• **Collected data**
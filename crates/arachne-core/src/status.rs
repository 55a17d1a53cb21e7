//! Observable crawl state: periodic status snapshots, the final report
//! assembled at completion, and the events pushed to observers.

use std::time::Duration;

use chrono::Local;
use serde::{Deserialize, Serialize};

use crate::broker::{Broker, get_i64, keys};
use crate::error::AppError;
use crate::job::{ConfigSummary, StopReason};
use crate::models::{ResultRecord, decode};
use crate::util::round_to;

/// Number of records carried by report summaries and the JSON export.
pub const SAMPLE_LIMIT: usize = 100;

/// Point-in-time view of a running crawl.
#[derive(Debug, Clone, PartialEq, Serialize, Deserialize)]
pub struct StatusSnapshot {
    pub running: bool,
    /// Seconds since the seed was pushed, one decimal.
    pub elapsed: f64,
    /// Seconds until the deadline, one decimal.
    pub remaining: f64,
    pub urls_found: i64,
    pub urls_extracted: i64,
    pub visited_count: u64,
    pub explored_queue_len: u64,
    pub exploit_queue_len: u64,
    /// Extracted pages per second, two decimals.
    pub throughput: f64,
    /// Percentage of the configured duration already spent.
    pub progress: f64,
}

impl StatusSnapshot {
    /// Snapshot reported while no crawl has been started.
    pub fn idle() -> Self {
        Self {
            running: false,
            elapsed: 0.0,
            remaining: 0.0,
            urls_found: 0,
            urls_extracted: 0,
            visited_count: 0,
            explored_queue_len: 0,
            exploit_queue_len: 0,
            throughput: 0.0,
            progress: 0.0,
        }
    }
}

/// Sample counters and queue depths from the broker.
pub async fn sample_status<B: Broker>(
    broker: &B,
    elapsed: Duration,
    duration: Duration,
    running: bool,
) -> Result<StatusSnapshot, AppError> {
    let urls_found = get_i64(broker, keys::URLS_FOUND).await?;
    let urls_extracted = get_i64(broker, keys::URLS_EXTRACTED).await?;
    let visited_count = broker.set_card(keys::VISITED_URLS).await?;
    let explored_queue_len = broker.queue_len(keys::EXPLORED_QUEUE).await?;
    let exploit_queue_len = broker.queue_len(keys::EXPLOIT_QUEUE).await?;

    let elapsed = elapsed.as_secs_f64();
    let remaining = (duration.as_secs_f64() - elapsed).max(0.0);

    Ok(StatusSnapshot {
        running: running && remaining > 0.0,
        elapsed: round_to(elapsed, 1),
        remaining: round_to(remaining, 1),
        urls_found,
        urls_extracted,
        visited_count,
        explored_queue_len,
        exploit_queue_len,
        throughput: round_to(throughput(urls_extracted, elapsed), 2),
        progress: progress(elapsed, duration.as_secs_f64()),
    })
}

/// Extracted pages per second.
pub fn throughput(urls_extracted: i64, elapsed_secs: f64) -> f64 {
    if elapsed_secs > 0.0 {
        urls_extracted as f64 / elapsed_secs
    } else {
        0.0
    }
}

/// Share of found URLs that produced a result record.
pub fn extraction_rate(urls_extracted: i64, urls_found: i64) -> f64 {
    if urls_found > 0 {
        urls_extracted as f64 / urls_found as f64
    } else {
        0.0
    }
}

/// Percentage of the configured duration spent, capped at 100.
pub fn progress(elapsed_secs: f64, duration_secs: f64) -> f64 {
    if duration_secs > 0.0 {
        (elapsed_secs / duration_secs * 100.0).min(100.0)
    } else {
        0.0
    }
}

/// Everything known about a finished crawl.
#[derive(Debug, Clone, PartialEq, Serialize)]
pub struct CrawlReport {
    /// Wall-clock seconds between seeding and collection.
    pub duration: f64,
    pub urls_found: i64,
    pub urls_extracted: i64,
    pub unique_visited: u64,
    pub throughput: f64,
    pub extraction_rate: f64,
    /// Local time of collection, `%Y-%m-%d %H:%M:%S`.
    pub timestamp: String,
    pub stop_reason: StopReason,
    pub config: ConfigSummary,
    /// Every result record, in append order.
    pub records: Vec<ResultRecord>,
}

impl CrawlReport {
    pub fn summary(&self) -> ReportSummary {
        ReportSummary {
            duration: self.duration,
            urls_found: self.urls_found,
            urls_extracted: self.urls_extracted,
            unique_visited: self.unique_visited,
            throughput: self.throughput,
            extraction_rate: self.extraction_rate,
            timestamp: self.timestamp.clone(),
            config: self.config.clone(),
            sample_data: self.records.iter().take(SAMPLE_LIMIT).cloned().collect(),
        }
    }
}

/// A report with its records capped at [`SAMPLE_LIMIT`].
#[derive(Debug, Clone, PartialEq, Serialize, Deserialize)]
pub struct ReportSummary {
    pub duration: f64,
    pub urls_found: i64,
    pub urls_extracted: i64,
    pub unique_visited: u64,
    pub throughput: f64,
    pub extraction_rate: f64,
    pub timestamp: String,
    pub config: ConfigSummary,
    pub sample_data: Vec<ResultRecord>,
}

/// Read final counters and the whole result stream.
///
/// Stream entries that fail to decode are logged and skipped.
pub async fn collect_report<B: Broker>(
    broker: &B,
    config: ConfigSummary,
    elapsed: Duration,
    stop_reason: StopReason,
) -> Result<CrawlReport, AppError> {
    let urls_found = get_i64(broker, keys::URLS_FOUND).await?;
    let urls_extracted = get_i64(broker, keys::URLS_EXTRACTED).await?;
    let unique_visited = broker.set_card(keys::VISITED_URLS).await?;

    let entries = broker.stream_range(keys::RESULTS_STREAM).await?;
    let mut records = Vec::with_capacity(entries.len());
    for entry in entries {
        match decode::<ResultRecord>(&entry.payload) {
            Ok(record) => records.push(record),
            Err(e) => tracing::warn!(id = entry.id, error = %e, "Skipping malformed result record"),
        }
    }

    let elapsed = elapsed.as_secs_f64();
    Ok(CrawlReport {
        duration: elapsed,
        urls_found,
        urls_extracted,
        unique_visited,
        throughput: throughput(urls_extracted, elapsed),
        extraction_rate: extraction_rate(urls_extracted, urls_found),
        timestamp: Local::now().format("%Y-%m-%d %H:%M:%S").to_string(),
        stop_reason,
        config,
        records,
    })
}

/// Where a sink wrote the exported results.
#[derive(Debug, Clone, Default, PartialEq, Eq, Serialize, Deserialize)]
pub struct ExportedFiles {
    pub csv_filename: Option<String>,
    pub txt_filename: Option<String>,
    pub json_filename: Option<String>,
}

/// Payload of the completion event.
#[derive(Debug, Clone, PartialEq, Serialize, Deserialize)]
pub struct CompletionEvent {
    #[serde(flatten)]
    pub files: ExportedFiles,
    pub results: ReportSummary,
}

/// Notifications pushed to dashboards and terminal observers.
#[derive(Debug, Clone, PartialEq, Serialize, Deserialize)]
#[serde(tag = "event", content = "data", rename_all = "snake_case")]
pub enum CrawlEvent {
    #[serde(rename = "status_update")]
    Status(StatusSnapshot),
    #[serde(rename = "scraper_stopped")]
    Stopped { message: String },
    #[serde(rename = "scraper_completed")]
    Completed(Box<CompletionEvent>),
}
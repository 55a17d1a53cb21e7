pub mod broker;
pub mod config;
pub mod database;

pub use broker::PgBroker;
pub use config::DatabaseConfig;
pub use database::Database;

• **Activity**
I'd like the number of lines above that contain the word "CompletionEvent", and nothing besides that number.

• **Solution for this problem**
2